Tally every line in the listing that holds the string "Vehicle", then state the total and nothing more.

· · · · · · ·

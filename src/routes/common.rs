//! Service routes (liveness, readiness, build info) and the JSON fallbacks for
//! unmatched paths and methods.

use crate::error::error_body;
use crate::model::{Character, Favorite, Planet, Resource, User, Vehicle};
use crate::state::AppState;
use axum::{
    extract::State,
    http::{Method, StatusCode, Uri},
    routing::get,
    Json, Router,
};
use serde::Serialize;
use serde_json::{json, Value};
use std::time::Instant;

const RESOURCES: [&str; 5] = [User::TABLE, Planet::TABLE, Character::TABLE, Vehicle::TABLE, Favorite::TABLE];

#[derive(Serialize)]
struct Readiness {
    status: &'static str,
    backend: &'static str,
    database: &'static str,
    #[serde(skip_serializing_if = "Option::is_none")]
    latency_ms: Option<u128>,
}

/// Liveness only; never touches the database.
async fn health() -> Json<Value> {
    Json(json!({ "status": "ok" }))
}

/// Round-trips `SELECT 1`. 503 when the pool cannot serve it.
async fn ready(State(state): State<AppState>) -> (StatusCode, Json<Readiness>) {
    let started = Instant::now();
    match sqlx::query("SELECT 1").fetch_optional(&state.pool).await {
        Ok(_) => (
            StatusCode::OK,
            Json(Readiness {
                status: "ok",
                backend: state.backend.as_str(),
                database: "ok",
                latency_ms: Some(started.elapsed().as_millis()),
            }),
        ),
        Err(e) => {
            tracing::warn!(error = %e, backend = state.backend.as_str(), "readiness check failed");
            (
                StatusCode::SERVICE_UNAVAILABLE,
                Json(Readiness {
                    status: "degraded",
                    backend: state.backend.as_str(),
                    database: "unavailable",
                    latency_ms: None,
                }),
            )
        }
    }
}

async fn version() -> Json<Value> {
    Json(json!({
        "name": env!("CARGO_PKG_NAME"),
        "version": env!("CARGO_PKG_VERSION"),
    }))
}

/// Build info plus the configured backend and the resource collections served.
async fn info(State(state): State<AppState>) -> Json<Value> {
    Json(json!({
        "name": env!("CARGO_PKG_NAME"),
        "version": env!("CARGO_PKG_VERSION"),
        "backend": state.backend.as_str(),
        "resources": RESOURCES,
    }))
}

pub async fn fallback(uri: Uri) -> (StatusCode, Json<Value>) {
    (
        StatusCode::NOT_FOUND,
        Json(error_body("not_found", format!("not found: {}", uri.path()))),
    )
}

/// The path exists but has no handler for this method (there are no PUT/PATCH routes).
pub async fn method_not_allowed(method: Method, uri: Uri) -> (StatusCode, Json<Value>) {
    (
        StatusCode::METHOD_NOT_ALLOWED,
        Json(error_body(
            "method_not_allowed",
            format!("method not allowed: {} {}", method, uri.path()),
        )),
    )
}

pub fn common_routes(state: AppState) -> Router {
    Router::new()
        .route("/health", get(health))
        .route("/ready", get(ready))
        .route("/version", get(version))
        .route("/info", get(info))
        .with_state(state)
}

· · · · · · ·

*Your solution*
2